Table 3. Assessment of dimensional invariance of the PHQ-9 and GAD-7 across demographic subgroups, status of diabetes and over time.
Table 4. Assessment of measurement invariance of the PHQ-9 and GAD-7 across demographic subgroups, over time and status of diabetes.
GAD-7
Applying CFA resulted in excellent model fit for all different subgroups using the one-factor model with correlated residuals (see Table 3). Scalar invariance could be established across all different subgroups (see Table 4). Invariance of latent factor variance could be established for all subgroups, except for gender.
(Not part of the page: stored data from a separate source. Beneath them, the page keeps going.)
#![forbid(unsafe_code)]

//! `chartscript`: evaluate chart scripts in disposable worker processes.
//!
//! Logs go to stderr; stdout carries script output and results.

use std::io::Write;
use std::path::{Path, PathBuf};
use std::process::ExitCode;
use std::sync::Arc;
use std::time::Duration;

use clap::{Parser, Subcommand, ValueEnum};
use tokio::sync::mpsc;
use tracing::{info, warn};
use tracing_subscriber::{fmt, EnvFilter};

use chartscript::document::{ChartDocument, ChartModel, ScriptModel};
use chartscript::session::{AsyncSession, Session, SessionEvent, SyncSession};
use chartscript::watcher::DocumentWatcher;
use chartscript::{AppError, EngineConfig, Result};

/// Exit code for a script that raised an error or returned a bad value.
const EXIT_SCRIPT_ERROR: u8 = 1;
/// Exit code for an evaluation that was cancelled or timed out.
const EXIT_CANCELLED: u8 = 2;

#[derive(Debug, Copy, Clone, Eq, PartialEq, ValueEnum)]
enum LogFormat {
    Text,
    Json,
}

#[derive(Debug, Parser)]
#[command(name = "chartscript", about = "Evaluate chart scripts", version, long_about = None)]
struct Cli {
    /// Path to the TOML configuration file.
    #[arg(long, global = true)]
    config: Option<PathBuf>,

    /// Log output format (text or json).
    #[arg(long, value_enum, default_value_t = LogFormat::Text, global = true)]
    log_format: LogFormat,

    #[command(subcommand)]
    command: Command,
}

#[derive(Debug, Subcommand)]
enum Command {
    /// Evaluate one script received on the request channel (internal).
    #[command(hide = true)]
    Worker {
        /// Override the configured maximum call depth.
        #[arg(long)]
        max_call_depth: Option<usize>,
    },

    /// Evaluate a script file in a worker and print its data sources.
    Eval {
        /// Script file to evaluate.
        script: PathBuf,

        /// Cancel the evaluation after this many seconds.
        #[arg(long)]
        timeout: Option<f64>,
    },

    /// Evaluate a document inline and write the resulting chart state.
    Run {
        /// Document file (`.cht`).
        document: PathBuf,

        /// Write the chart state here instead of stdout.
        #[arg(long)]
        output: Option<PathBuf>,
    },

    /// Re-evaluate a document whenever its file changes.
    Watch {
        /// Document file (`.cht`).
        document: PathBuf,
    },
}

fn main() -> Result<ExitCode> {
    let args = Cli::parse();
    init_tracing(args.log_format)?;

    let config = match &args.config {
        Some(path) => EngineConfig::load_from_path(path)?,
        None => EngineConfig::default(),
    };

    match args.command {
        #[cfg(unix)]
        Command::Worker { max_call_depth } => {
            chartscript::engine::worker::run_worker(max_call_depth.unwrap_or(config.max_call_depth))?;
            Ok(ExitCode::SUCCESS)
        }
        #[cfg(not(unix))]
        Command::Worker { .. } => Err(AppError::Config(
            "the worker subcommand requires a unix platform".into(),
        )),
        Command::Run { document, output } => run_document(&config, &document, output.as_deref()),
        Command::Eval { script, timeout } => {
            runtime()?.block_on(eval_script(config, &script, timeout))
        }
        Command::Watch { document } => runtime()?.block_on(watch_document(config, &document)),
    }
}

fn runtime() -> Result<tokio::runtime::Runtime> {
    tokio::runtime::Builder::new_multi_thread()
        .enable_all()
        .build()
        .map_err(|err| AppError::Config(format!("failed to build tokio runtime: {err}")))
}

fn print_chunk(chunk: &str) {
    let mut stdout = std::io::stdout().lock();
    let _ = stdout.write_all(chunk.as_bytes());
    let _ = stdout.flush();
}

fn to_pretty_json(value: &impl serde::Serialize) -> Result<String> {
    serde_json::to_string_pretty(value)
        .map_err(|err| AppError::Io(format!("failed to serialise output: {err}")))
}

// ── eval ─────────────────────────────────────────────────────────────────────

async fn eval_script(config: EngineConfig, path: &Path, timeout: Option<f64>) -> Result<ExitCode> {
    let script = std::fs::read_to_string(path)
        .map_err(|err| AppError::Io(format!("cannot read '{}': {err}", path.display())))?;
    let timeout = timeout
        .map(Duration::try_from_secs_f64)
        .transpose()
        .map_err(|err| AppError::Config(format!("invalid --timeout: {err}")))?;

    let document = Arc::new(ChartDocument::new(
        ChartModel::default(),
        ScriptModel::new(script),
    ));
    let (events_tx, mut events) = mpsc::unbounded_channel();
    let mut session = AsyncSession::from_config(config, events_tx)?;
    session.start().await?;
    session.set_document(document.clone());
    session.update().await?;

    let deadline = async {
        match timeout {
            Some(limit) => tokio::time::sleep(limit).await,
            None => std::future::pending().await,
        }
    };
    tokio::pin!(deadline);
    let interrupted = shutdown_signal();
    tokio::pin!(interrupted);

    let mut cancelled = false;
    let mut code = ExitCode::SUCCESS;
    loop {
        let event = tokio::select! {
            event = events.recv() => event,
            () = &mut deadline, if !cancelled => {
                warn!(?timeout, "evaluation timed out; cancelling");
                cancelled = true;
                session.interrupt().await?;
                continue;
            }
            () = &mut interrupted, if !cancelled => {
                info!("interrupt received; cancelling evaluation");
                cancelled = true;
                session.interrupt().await?;
                continue;
            }
        };
        let Some(event) = event else {
            break;
        };
        match event {
            SessionEvent::Stdout(chunk) => print_chunk(&chunk),
            SessionEvent::UpdateStarted => {}
            SessionEvent::UpdateFinished if cancelled => {
                code = ExitCode::from(EXIT_CANCELLED);
                break;
            }
            SessionEvent::UpdateFinished => {
                let sources = document.chart().data_sources();
                print_chunk(&format!("{}\n", to_pretty_json(&sources)?));
                break;
            }
            SessionEvent::UpdateErrored => {
                code = ExitCode::from(EXIT_SCRIPT_ERROR);
                break;
            }
        }
    }

    session.stop().await?;
    Ok(code)
}

// ── run ──────────────────────────────────────────────────────────────────────

fn run_document(config: &EngineConfig, path: &Path, output: Option<&Path>) -> Result<ExitCode> {
    let document = Arc::new(ChartDocument::from_file(path, false)?);
    let (events_tx, mut events) = mpsc::unbounded_channel();
    let mut session = SyncSession::new(events_tx, config.max_call_depth);
    session.set_document(document.clone());
    session.update_blocking()?;

    let mut errored = false;
    while let Ok(event) = events.try_recv() {
        match event {
            // Script output goes to stderr so stdout stays valid JSON.
            SessionEvent::Stdout(chunk) => eprint!("{chunk}"),
            SessionEvent::UpdateErrored => errored = true,
            SessionEvent::UpdateStarted | SessionEvent::UpdateFinished => {}
        }
    }
    if errored {
        warn!(path = %path.display(), "script failed; chart state not written");
        return Ok(ExitCode::from(EXIT_SCRIPT_ERROR));
    }

    let state = to_pretty_json(&document.chart().chart_state())?;
    match output {
        Some(output) => {
            std::fs::write(output, state)
                .map_err(|err| AppError::Io(format!("cannot write '{}': {err}", output.display())))?;
            info!(path = %output.display(), "chart state written");
        }
        None => print_chunk(&format!("{state}\n")),
    }
    Ok(ExitCode::SUCCESS)
}

// ── watch ────────────────────────────────────────────────────────────────────

async fn watch_document(config: EngineConfig, path: &Path) -> Result<ExitCode> {
    let document = Arc::new(ChartDocument::from_file(path, false)?);
    let mut watcher = DocumentWatcher::new(path)?;
    let mut sources = document.chart().subscribe();

    let (events_tx, mut events) = mpsc::unbounded_channel();
    let mut session = AsyncSession::from_config(config, events_tx)?;
    session.start().await?;
    session.set_document(document.clone());
    session.update().await?;

    let interrupted = shutdown_signal();
    tokio::pin!(interrupted);

    loop {
        tokio::select! {
            Some(event) = events.recv() => match event {
                SessionEvent::Stdout(chunk) => print_chunk(&chunk),
                SessionEvent::UpdateStarted => info!("evaluation started"),
                SessionEvent::UpdateFinished => info!("evaluation finished"),
                SessionEvent::UpdateErrored => warn!("evaluation failed; keeping previous data"),
            },
            Ok(()) = sources.changed() => {
                let current = sources.borrow_and_update().clone();
                print_chunk(&format!("{}\n", to_pretty_json(&current)?));
            }
            Some(()) = watcher.changed() => match document.reload() {
                Ok(_) => {
                    if let Err(err) = session.update().await {
                        warn!(%err, "failed to start evaluation");
                    }
                }
                Err(err) => warn!(%err, "failed to reload document; keeping previous version"),
            },
            () = &mut interrupted => {
                info!("shutdown signal received");
                break;
            }
        }
    }

    session.stop().await?;
    Ok(ExitCode::SUCCESS)
}

// ── plumbing ─────────────────────────────────────────────────────────────────

async fn shutdown_signal() {
    let ctrl_c = tokio::signal::ctrl_c();

    #[cfg(unix)]
    {
        match tokio::signal::unix::signal(tokio::signal::unix::SignalKind::terminate()) {
            Ok(mut sigterm) => {
                tokio::select! {
                    _ = ctrl_c => {}
                    _ = sigterm.recv() => {}
                }
            }
            Err(err) => {
                warn!(%err, "failed to register SIGTERM handler, using ctrl-c only");
                let _ = ctrl_c.await;
            }
        }
    }

    #[cfg(not(unix))]
    {
        if let Err(err) = ctrl_c.await {
            tracing::error!(%err, "ctrl-c signal handler failed");
        }
    }
}

fn init_tracing(log_format: LogFormat) -> Result<()> {
    let env_filter = EnvFilter::try_from_default_env().unwrap_or_else(|_| EnvFilter::new("info"));
    let subscriber = fmt()
        .with_env_filter(env_filter)
        .with_writer(std::io::stderr);

    match log_format {
        LogFormat::Text => subscriber
            .try_init()
            .map_err(|err| AppError::Config(format!("failed to init tracing: {err}")))?,
        LogFormat::Json => subscriber
            .json()
            .try_init()
            .map_err(|err| AppError::Config(format!("failed to init tracing: {err}")))?,
    }

    Ok(())
}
Full or partial (for gender and measurement occasions) residual invariance could be established across all subgroups.
Group Differences
For both scales, group differences in symptom severity calculated from unit-weighted scores versus latent mean scores show similar results, although the effect size based on latent mean scores was systematically higher (see Table 5). This difference was more pronounced for the GAD-7. Symptom severity scores were higher among women and groups with lower educational attainment. There was no difference between people with or at risk of T2D. Age groups did not differ, except for higher PHQ-9 scores among the eldest cohort. Severity scores decreased over different measurement occasions.
Table 5. Descriptive statistics of the PHQ-9 and GAD-7 per category and comparison of effect sizes between unit-weighted and latent means.
Discussion
This is the first study assessing the factorial structure, unit-weighted score reliability, and invariance of the PHQ-9 and the GAD-7 in population in South Asia. For both scales, our findings support the presence of a dominant general factor, but also suggest a somatic and a cognitive/affective subcomponent. This was less explicit for the GAD-7. However, this multidimensionality was not sufficient to justify the scoring of subscales. Our findings only supported the use of unit-weighted scores of the full scales. Scales also showed full scalar invariance and partial to full residual invariance across gender, age, education, measurement occasions and T2D status.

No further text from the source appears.